Disclaimer: Artikel ini tidak bermaksud untuk mendorong terjadinya perselingkuhan. Segera berkonsultasi dengan psikolog/konselor jika berkeinginan untuk selingkuh. Pengarang artikel ini mohon dibebaskan dari segala tuntutan hukum (Pasal ITE) dan tuntutan hati karena topik perselingkuhan memang panas. Sepanas cinta yang membara. Yang tak kuat hati dan jantung, jangan membaca karena pembahasan mengenai perselingkuhan di artikel ini out of the box. Artikel ini request dari Billy Steven Kaitjily, sahabat baruku di Kompasiana yang penasaran dengan pandanganku sebagai perempuan. Padahal pendapatku ini tak mewakili mayoritas perempuan... Jika ada kalimat yang menyinggung perasaan siapa pun, tolong dimaafkan dan anggaplah artikel ini sebagai latihan untuk kekuatan jantung. =)
Semasa kita masih bernapas, mengapa tak menciptakan kebahagiaan? Mengapa sering mencari kesalahan? Tak akan pernah ada pasangan yang sempurna. Manusia sempurna karena tidak sempurna.
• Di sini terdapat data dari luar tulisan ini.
// src/infrastructure/repositories/postgres_car_model.rs
use super::error::{contains_pattern, map_sqlx};
use crate::domain::car_model::{
    CarColor, CarModel, CarModelCategory, CarModelId, CarModelListFilter, CarModelName,
    CarModelReadRepository, CarModelSlug, CarModelUpdate, CarModelWriteRepository, GalleryImage,
    NewCarModel,
};
use crate::domain::errors::{DomainError, DomainResult};
use crate::domain::pagination::PageRequest;
use async_trait::async_trait;
use chrono::{DateTime, Utc};
use sqlx::types::Json;
use sqlx::{FromRow, PgPool, Postgres, QueryBuilder};

const COLUMNS: &str = "id, name, slug, category, tagline, description, starting_price, \
     main_image_url, brochure_url, features, colors, gallery, published, display_order, \
     created_at, updated_at";

#[derive(Clone)]
pub struct PostgresCarModelWriteRepository {
    pool: PgPool,
}

impl PostgresCarModelWriteRepository {
    pub fn new(pool: PgPool) -> Self {
        Self { pool }
    }
}

#[derive(Clone)]
pub struct PostgresCarModelReadRepository {
    pool: PgPool,
}

impl PostgresCarModelReadRepository {
    pub fn new(pool: PgPool) -> Self {
        Self { pool }
    }
}

#[derive(Debug, FromRow)]
struct CarModelRow {
    id: i64,
    name: String,
    slug: String,
    category: String,
    tagline: Option<String>,
    description: Option<String>,
    starting_price: Option<i64>,
    main_image_url: Option<String>,
    brochure_url: Option<String>,
    features: Json<Vec<String>>,
    colors: Json<Vec<CarColor>>,
    gallery: Json<Vec<GalleryImage>>,
    published: bool,
    display_order: i32,
    created_at: DateTime<Utc>,
    updated_at: DateTime<Utc>,
}

impl TryFrom<CarModelRow> for CarModel {
    type Error = DomainError;

    fn try_from(row: CarModelRow) -> Result<Self, Self::Error> {
        Ok(CarModel {
            id: CarModelId::new(row.id)?,
            name: CarModelName::new(row.name)?,
            slug: CarModelSlug::new(row.slug)?,
            category: CarModelCategory::new(row.category)?,
            tagline: row.tagline,
            description: row.description,
            starting_price: row.starting_price,
            main_image_url: row.main_image_url,
            brochure_url: row.brochure_url,
            features: row.features.0,
            colors: row.colors.0,
            gallery: row.gallery.0,
            published: row.published,
            display_order: row.display_order,
            created_at: row.created_at,
            updated_at: row.updated_at,
        })
    }
}

#[async_trait]
impl CarModelWriteRepository for PostgresCarModelWriteRepository {
    async fn insert(&self, model: NewCarModel) -> DomainResult<Option<CarModel>> {
        let row = sqlx::query_as::<_, CarModelRow>(&format!(
            "INSERT INTO car_models (name, slug, category, tagline, description, starting_price,
                 main_image_url, brochure_url, features, colors, gallery, published, display_order,
                 created_at, updated_at)
             VALUES ($1, $2, $3, $4, $5, $6, $7, $8, $9, $10, $11, $12, $13, $14, $15)
             RETURNING {COLUMNS}"
        ))
        .bind(model.name.as_str())
        .bind(model.slug.as_str())
        .bind(model.category.as_str())
        .bind(model.tagline)
        .bind(model.description)
        .bind(model.starting_price)
        .bind(model.main_image_url)
        .bind(model.brochure_url)
        .bind(Json(model.features))
        .bind(Json(model.colors))
        .bind(Json(model.gallery))
        .bind(model.published)
        .bind(model.display_order)
        .bind(model.created_at)
        .bind(model.updated_at)
        .fetch_optional(&self.pool)
        .await
        .map_err(map_sqlx)?;

        row.map(CarModel::try_from).transpose()
    }

    async fn update(&self, update: CarModelUpdate) -> DomainResult<Option<CarModel>> {
        let CarModelUpdate {
            id,
            name,
            slug,
            category,
            tagline,
            description,
            starting_price,
            main_image_url,
            brochure_url,
            features,
            colors,
            gallery,
            published,
            display_order,
            updated_at,
        } = update;

        let mut builder: QueryBuilder<Postgres> =
            QueryBuilder::new("UPDATE car_models SET updated_at = ");
        builder.push_bind(updated_at);

        if let Some(name) = name {
            builder.push(", name = ");
            builder.push_bind(name.into_inner());
        }
        if let Some(slug) = slug {
            builder.push(", slug = ");
            builder.push_bind(slug.into_inner());
        }
        if let Some(category) = category {
            builder.push(", category = ");
            builder.push_bind(category.into_inner());
        }
        if let Some(tagline) = tagline {
            builder.push(", tagline = ");
            builder.push_bind(tagline);
        }
        if let Some(description) = description {
            builder.push(", description = ");
            builder.push_bind(description);
        }
        if let Some(price) = starting_price {
            builder.push(", starting_price = ");
            builder.push_bind(price);
        }
        if let Some(url) = main_image_url {
            builder.push(", main_image_url = ");
            builder.push_bind(url);
        }
        if let Some(url) = brochure_url {
            builder.push(", brochure_url = ");
            builder.push_bind(url);
        }
        if let Some(features) = features {
            builder.push(", features = ");
            builder.push_bind(Json(features));
        }
        if let Some(colors) = colors {
            builder.push(", colors = ");
            builder.push_bind(Json(colors));
        }
        if let Some(gallery) = gallery {
            builder.push(", gallery = ");
            builder.push_bind(Json(gallery));
        }
        if let Some(published) = published {
            builder.push(", published = ");
            builder.push_bind(published);
        }
        if let Some(order) = display_order {
            builder.push(", display_order = ");
            builder.push_bind(order);
        }

        builder.push(" WHERE id = ");
        builder.push_bind(i64::from(id));
        builder.push(format!(" RETURNING {COLUMNS}"));

        let row = builder
            .build_query_as::<CarModelRow>()
            .fetch_optional(&self.pool)
            .await
            .map_err(map_sqlx)?;

        row.map(CarModel::try_from).transpose()
    }

    async fn delete(&self, id: CarModelId) -> DomainResult<bool> {
        let result = sqlx::query("DELETE FROM car_models WHERE id = $1")
            .bind(i64::from(id))
            .execute(&self.pool)
            .await
            .map_err(map_sqlx)?;
        Ok(result.rows_affected() > 0)
    }
}

impl PostgresCarModelReadRepository {
    fn apply_filter(builder: &mut QueryBuilder<'_, Postgres>, filter: &CarModelListFilter) {
        let mut separated = " WHERE ";
        if filter.published_only {
            builder.push(separated);
            builder.push("published = TRUE");
            separated = " AND ";
        }
        if let Some(category) = &filter.category {
            builder.push(separated);
            builder.push("category = ");
            builder.push_bind(category.clone());
            separated = " AND ";
        }
        if let Some(search) = &filter.search {
            builder.push(separated);
            builder.push("name ILIKE ");
            builder.push_bind(contains_pattern(search));
        }
    }
}

#[async_trait]
impl CarModelReadRepository for PostgresCarModelReadRepository {
    async fn find_by_id(&self, id: CarModelId) -> DomainResult<Option<CarModel>> {
        let row = sqlx::query_as::<_, CarModelRow>(&format!(
            "SELECT {COLUMNS} FROM car_models WHERE id = $1"
        ))
        .bind(i64::from(id))
        .fetch_optional(&self.pool)
        .await
        .map_err(map_sqlx)?;

        row.map(CarModel::try_from).transpose()
    }

    async fn find_by_slug(&self, slug: &CarModelSlug) -> DomainResult<Option<CarModel>> {
        let row = sqlx::query_as::<_, CarModelRow>(&format!(
            "SELECT {COLUMNS} FROM car_models WHERE slug = $1"
        ))
        .bind(slug.as_str())
        .fetch_optional(&self.pool)
        .await
        .map_err(map_sqlx)?;

        row.map(CarModel::try_from).transpose()
    }

    async fn list_page(
        &self,
        filter: &CarModelListFilter,
        page: PageRequest,
    ) -> DomainResult<(Vec<CarModel>, u64)> {
        let mut count: QueryBuilder<Postgres> =
            QueryBuilder::new("SELECT COUNT(*) FROM car_models");
        Self::apply_filter(&mut count, filter);
        let total: i64 = count
            .build_query_scalar()
            .fetch_one(&self.pool)
            .await
            .map_err(map_sqlx)?;

        let mut builder: QueryBuilder<Postgres> =
            QueryBuilder::new(format!("SELECT {COLUMNS} FROM car_models"));
        Self::apply_filter(&mut builder, filter);
        builder.push(" ORDER BY display_order ASC, name ASC, id ASC LIMIT ");
        builder.push_bind(page.limit());
        builder.push(" OFFSET ");
        builder.push_bind(page.offset());

        let rows = builder
            .build_query_as::<CarModelRow>()
            .fetch_all(&self.pool)
            .await
            .map_err(map_sqlx)?;

        let models = rows
            .into_iter()
            .map(CarModel::try_from)
            .collect::<Result<Vec<_>, _>>()?;

        Ok((models, u64::try_from(total).unwrap_or_default()))
    }
}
Dulu semasa kerja praktek (KP) di pabrik pupuk, aku dan peserta lain diminta mengangkat tangan kanan oleh Pembina KP. "Ikuti perkataan saya! Demi Allah Swt, saya bersumpah untuk menaati peraturan dan tak selingkuh dengan staff perusahaan selama KP di sini."
Kami pun mengulangi kalimat Sang Pembina dengan wajah cengar-cengir. Sang Pembina menceritakan sumpah ini harus dilakukan karena baru minggu lalu seorang direktur dilabrak mantan istri. Ia berselingkuh dengan seorang mahasiswi yang KP di sini. Bahkan, sang direktur yang berusia setengah baya menceraikan istrinya dan menikah dengan sang mahasiswi. Sang mantan istri pun mengamuk di kantor perusahaan dan menuduh semua staff bersekongkol menutupi perselingkuhan suaminya. Tega banget sih kalian menutupi perselingkuhan suami saya! Kalian membela suami saya dan si pelakor? Jadi bawahan memang serba salah.
Dalam artikel ini perselingkuhan akan dihadirkan dalam studi kasus agar lebih mudah dianalisis. Semoga tidak dianggap ghibah, tapi bertujuan untuk memahami motif perselingkuhan dan kiat bagaimana menghindari terjadinya perselingkuhan semaksimal mungkin. Semua nama disamarkan untuk menjaga privacy dan tak bermaksud menyindir siapa pun.
Studi Kasus 1: Perselingkuhan Suami akibat Motif Ekonomi.
Rio (49 tahun) menikah dengan Ida (49 tahun) dan dikaruniai 2 orang anak. Karena pekerjaan, ia tinggal terpisah dengan sang istri. Sudah 8 tahun ia tak pernah pulang kampung dengan alasan pekerjaannya sangat sibuk. Padahal ia tak ingin pulang karena menghindari keributan dengan sang istri yang temparemental, terutama menyangkut masalah uang.
"Sudah 2 hari hanya minum air. Mataku bergaris-garis. Sekarang ada 3 garis. Laparnya... Kemarin aku pingsan saat bertugas. Seluruh gaji dipegang istri. Tak ada sepeser pun uang. Aku malas minta pada istri. Baru satu patah kata aku berucap, ia sudah membalas ribuan kata. Tak tahan aku. Sudah dimarahi, uang pun tak dapat. Sementara ini, aku belum dapat honor sampingan. Teman-temanku juga sedang tongpes. Tak ada yang meminjamkan."( -- Rio).
Ida, istri Rio, kurang memahami kesulitan suami yang bekerja di luar pulau. Mungkin Ida takut jika Rio diberi uang, Rio akan memakai uang itu untuk pacaran. Sesalah apa pun Rio yang suka tebar pesona, tapi Ida juga sebaiknya mengingat dalam gaji yang ATM-nya dikuasainya tersebut, ada hak suami untuk makan (hak azasi manusia untuk hidup). Dalam hubungan pernikahan, terlampau curiga dan cemburu itu racun. Semakin istri cemburu, sang suami suka sengaja melakukannya (memanas-manasi).
Yang jelas, sebagai istri, tetap saja tak baik menyiksa suami dengan menguasai gaji 100%. Walaupun sang suami ada kerja sampingan, honornya tak stabil. Tidak hanya cinta, komunikasi yang baik sangat penting dalam rumah tangga. Istri harus berhati-hati jika suami mulai tidak mau berkomunikasi dan terbuka ketika menghadapi kesulitan. Apalagi jika suami sudah mulai mencurahkan hati pada keluarga atau pun sahabatnya.